I am reminded, in these remarks, of a passage in the beautiful poem of the Cotter's Saturday Night:
"Then, kneeling down to heaven's eternal King,
The saint, the father, and the husband prays;
Hope springs exulting on triumphant wing,
That thus they all shall meet in future days:
There ever bask in uncreated rays,
"No more to sigh, or shed the bitter tear,
There ever hymning their Creator's praise,
In such society, yet still more dear,
While circling time moves round in an eternal sphere."

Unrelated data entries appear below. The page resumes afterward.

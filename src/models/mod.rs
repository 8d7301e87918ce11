// SPDX-License-Identifier: MIT
// Copyright 2026 Roland Dreier <roland@kernel.org>

//! Data models for the application.

pub mod habit;
pub mod journal;
pub mod newsletter;
pub mod session;
pub mod user;

pub use habit::{Habit, HabitCheckIn, HabitView, HistoryEntry};
pub use journal::JournalEntry;
pub use newsletter::Subscriber;
pub use session::Session;
pub use user::{AuthProvider, User, UserView};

Within a few days, and since commencing the writing of these remarks, an incident has come to my knowledge, which illustrates the subject. A young man not far distant, having arrived at an age when it seemed to be proper for him to do so, left his father's house to engage in some business in another place. He was soon exposed to unforeseen temptations, and fell into great sin. He not only sinned, but became hardened and desperate in sin. His friends followed him, reasoned with him, entreated him, but all in vain. The victory of the great adversary, who had entangled him in his toils, seemed to be complete. They then made one request; — that, fixed and desperate as he was in his vicious course, he would so far yield to the common claims of humanity as to visit once more his father's house, and permit his aged parents to look upon him before they died. It was with great reluctance that he consented. As he came back, the home of his youth rose before him. The fields, where he had wandered in the delightful days of childhood, expanded in his sight; — beautiful in themselves, but, alas, how changed to him, who had lost the mirror of beauty in his own darkened heart! All received him with those unaffected tokens of benevolent interest, which are the natural language of love. There were no reproofs, no remonstrances. They understood that he came back professedly a sinner, — and a sinner by choice. And having already exhausted their efforts for his recovery, they had no courage to do or say anything more.

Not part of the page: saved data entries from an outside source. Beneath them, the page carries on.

// SPDX-License-Identifier: MIT
// Copyright 2026 Roland Dreier <roland@rolandd.dev>

//! Credential issuing, validation and rotation.
//!
//! Handles:
//! - Local registration and login (bcrypt-hashed passwords)
//! - Access/refresh token pairs with rotation-on-use
//! - Refresh-token reuse detection via the single stored slot
//! - Bridging OAuth provider identities into the same user model

use crate::db::Store;
use crate::error::AppError;
use crate::middleware::auth::{create_access_token, create_refresh_token, decode_refresh_token};
use crate::models::{AuthProvider, User};
use crate::services::oauth::ProviderProfile;
use chrono::Utc;

/// bcrypt cost factor; verification lands around 100ms on current hardware.
const PASSWORD_HASH_COST: u32 = 10;

/// A freshly issued access/refresh token pair.
#[derive(Debug, Clone)]
pub struct TokenPair {
    pub access_token: String,
    pub refresh_token: String,
}

/// Authentication service over the user store.
#[derive(Clone)]
pub struct AuthService {
    store: Store,
    access_token_secret: Vec<u8>,
    refresh_token_secret: Vec<u8>,
    access_token_ttl_minutes: i64,
    refresh_token_ttl_days: i64,
}

impl AuthService {
    pub fn new(store: Store, config: &crate::config::Config) -> Self {
        Self {
            store,
            access_token_secret: config.access_token_secret.clone(),
            refresh_token_secret: config.refresh_token_secret.clone(),
            access_token_ttl_minutes: config.access_token_ttl_minutes,
            refresh_token_ttl_days: config.refresh_token_ttl_days,
        }
    }

    /// Create a local identity. Email and username are lowercased before
    /// the uniqueness check, so lookups are case-insensitive.
    pub async fn register(
        &self,
        email: &str,
        username: &str,
        password: &str,
    ) -> Result<User, AppError> {
        let email = email.trim().to_lowercase();
        let username = username.trim().to_lowercase();

        if self.store.find_user_by_email(&email).await?.is_some()
            || self.store.find_user_by_username(&username).await?.is_some()
        {
            return Err(AppError::Conflict("User already exists".to_string()));
        }

        let password_hash = hash_password(password)?;
        let user = User::new_local(email, username, password_hash, Utc::now());
        self.store.upsert_user(&user).await?;

        tracing::info!(user_id = %user.id, "User registered");
        Ok(user)
    }

    /// Log in with an email or username plus password. Issues a token
    /// pair and overwrites the stored refresh slot, invalidating any
    /// earlier session.
    pub async fn login(&self, identifier: &str, password: &str) -> Result<(User, TokenPair), AppError> {
        let identifier = identifier.trim().to_lowercase();

        let user = match self.store.find_user_by_email(&identifier).await? {
            Some(user) => user,
            None => self
                .store
                .find_user_by_username(&identifier)
                .await?
                .ok_or_else(|| AppError::NotFound("User does not exist".to_string()))?,
        };

        // OAuth-only accounts have no hash and cannot password-login
        let password_hash = user
            .password_hash
            .as_deref()
            .ok_or_else(|| AppError::Unauthorized("Invalid user credentials".to_string()))?;

        if !verify_password(password, password_hash)? {
            return Err(AppError::Unauthorized("Invalid user credentials".to_string()));
        }

        self.issue_token_pair(user).await
    }

    /// Exchange a refresh token for a new pair (rotation-on-use).
    ///
    /// A cryptographically valid token that no longer matches the
    /// stored slot was already rotated out; presenting it again is the
    /// reuse case and fails without issuing anything.
    pub async fn refresh(&self, presented: &str) -> Result<(User, TokenPair), AppError> {
        let claims = decode_refresh_token(presented, &self.refresh_token_secret)
            .ok_or_else(|| AppError::Unauthorized("Invalid refresh token".to_string()))?;

        let user = self
            .store
            .get_user(&claims.sub)
            .await?
            .ok_or_else(|| AppError::Unauthorized("Invalid refresh token".to_string()))?;

        if user.refresh_token_current.as_deref() != Some(presented) {
            tracing::warn!(user_id = %user.id, "Rejected reused or superseded refresh token");
            return Err(AppError::Unauthorized(
                "Refresh token is expired or used".to_string(),
            ));
        }

        self.issue_token_pair(user).await
    }

    /// Clear the stored refresh slot. The outstanding access token stays
    /// valid until natural expiry; only the refresh path is cut off.
    pub async fn logout(&self, user_id: &str) -> Result<(), AppError> {
        if let Some(mut user) = self.store.get_user(user_id).await? {
            user.refresh_token_current = None;
            user.updated_at = Utc::now();
            self.store.upsert_user(&user).await?;
        }
        Ok(())
    }

    /// Log in (or sign up) with an OAuth provider profile.
    ///
    /// A profile whose email matches an existing identity links to it
    /// instead of creating a duplicate; missing provider linkage is
    /// backfilled on the way through.
    pub async fn oauth_login(
        &self,
        provider: AuthProvider,
        profile: &ProviderProfile,
    ) -> Result<(User, TokenPair), AppError> {
        let email = profile
            .email
            .as_deref()
            .ok_or_else(|| AppError::Unauthorized("No email received from provider".to_string()))?
            .trim()
            .to_lowercase();

        let existing = match self.store.find_user_by_email(&email).await? {
            Some(user) => Some(user),
            None => {
                self.store
                    .find_user_by_provider(provider, &profile.id)
                    .await?
            }
        };

        let user = match existing {
            Some(mut user) => {
                let mut changed = false;
                if user.auth_provider == AuthProvider::Local {
                    user.auth_provider = provider;
                    changed = true;
                }
                if user.external_auth_id.is_none() {
                    user.external_auth_id = Some(profile.id.clone());
                    changed = true;
                }
                if user.profile_picture.is_none() && profile.avatar_url.is_some() {
                    user.profile_picture = profile.avatar_url.clone();
                    changed = true;
                }
                if changed {
                    user.updated_at = Utc::now();
                    self.store.upsert_user(&user).await?;
                    tracing::info!(user_id = %user.id, provider = provider.as_str(), "Linked OAuth provider to existing account");
                }
                user
            }
            None => {
                let username = derive_username(&profile.display_name);
                let user = User::new_oauth(
                    provider,
                    profile.id.clone(),
                    email,
                    username,
                    profile.avatar_url.clone(),
                    Utc::now(),
                );
                self.store.upsert_user(&user).await?;
                tracing::info!(user_id = %user.id, provider = provider.as_str(), "Created account from OAuth profile");
                user
            }
        };

        self.issue_token_pair(user).await
    }

    /// Rotate a local password after verifying the current one.
    pub async fn change_password(
        &self,
        user_id: &str,
        current_password: &str,
        new_password: &str,
    ) -> Result<(), AppError> {
        let mut user = self
            .store
            .get_user(user_id)
            .await?
            .ok_or_else(|| AppError::NotFound("User not found".to_string()))?;

        let password_hash = user.password_hash.as_deref().ok_or_else(|| {
            AppError::Validation("Account has no local password".to_string())
        })?;

        if !verify_password(current_password, password_hash)? {
            return Err(AppError::Unauthorized(
                "Current password is incorrect".to_string(),
            ));
        }

        user.password_hash = Some(hash_password(new_password)?);
        user.updated_at = Utc::now();
        self.store.upsert_user(&user).await?;

        tracing::info!(user_id = %user.id, "Password changed");
        Ok(())
    }

    /// Mint a token pair and persist the refresh token as the single
    /// valid slot on the user.
    async fn issue_token_pair(&self, mut user: User) -> Result<(User, TokenPair), AppError> {
        let access_token = create_access_token(
            &user,
            &self.access_token_secret,
            self.access_token_ttl_minutes,
        )?;
        let refresh_token =
            create_refresh_token(&user.id, &self.refresh_token_secret, self.refresh_token_ttl_days)?;

        user.refresh_token_current = Some(refresh_token.clone());
        user.updated_at = Utc::now();
        self.store.upsert_user(&user).await?;

        Ok((
            user,
            TokenPair {
                access_token,
                refresh_token,
            },
        ))
    }
}

fn hash_password(password: &str) -> Result<String, AppError> {
    bcrypt::hash(password, PASSWORD_HASH_COST)
        .map_err(|e| AppError::Internal(anyhow::anyhow!("Password hashing failed: {}", e)))
}

fn verify_password(password: &str, hash: &str) -> Result<bool, AppError> {
    bcrypt::verify(password, hash)
        .map_err(|e| AppError::Internal(anyhow::anyhow!("Password verification failed: {}", e)))
}

/// Usernames for OAuth signups come from the display name, lowercased
/// with whitespace runs collapsed to underscores.
fn derive_username(display_name: &str) -> String {
    display_name
        .to_lowercase()
        .split_whitespace()
        .collect::<Vec<_>>()
        .join("_")
}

Accordingly, the day of his return passed away without any visible signs of penitence and returning union. And yet he was a son and a brother. The bright sun went down over the hills; and the various members of the family, resting from their labors, shared in each other's society. At the usual hour in the evening, they gathered around the domestic hearth, as had ever been their custom, that they might pray together, and mingle their hearts in penitence and faith, in the presence of their Maker, before they slept. The father read the Bible, and prayed; and they sang their evening hymn. This affecting scene, that Bible which had warned and instructed his childhood, a parent's supplication, that sacred song in which brothers and sisters joined, the presence of so many beloved objects, the peace and purity of the dear and sacred heaven of home, presented in contrast with the wretchedness and sin of the scenes to which he had recently been accustomed, broke the barrier of his rebellious spirit; the tears of true penitence and love fell from his eyes; and he was rendered doubly happy by being restored, at the same time, to the center of affections in God, and the center of affections on earth.
— edited from A Treatise on Divine Union (1851) Part 7, Chapter 6.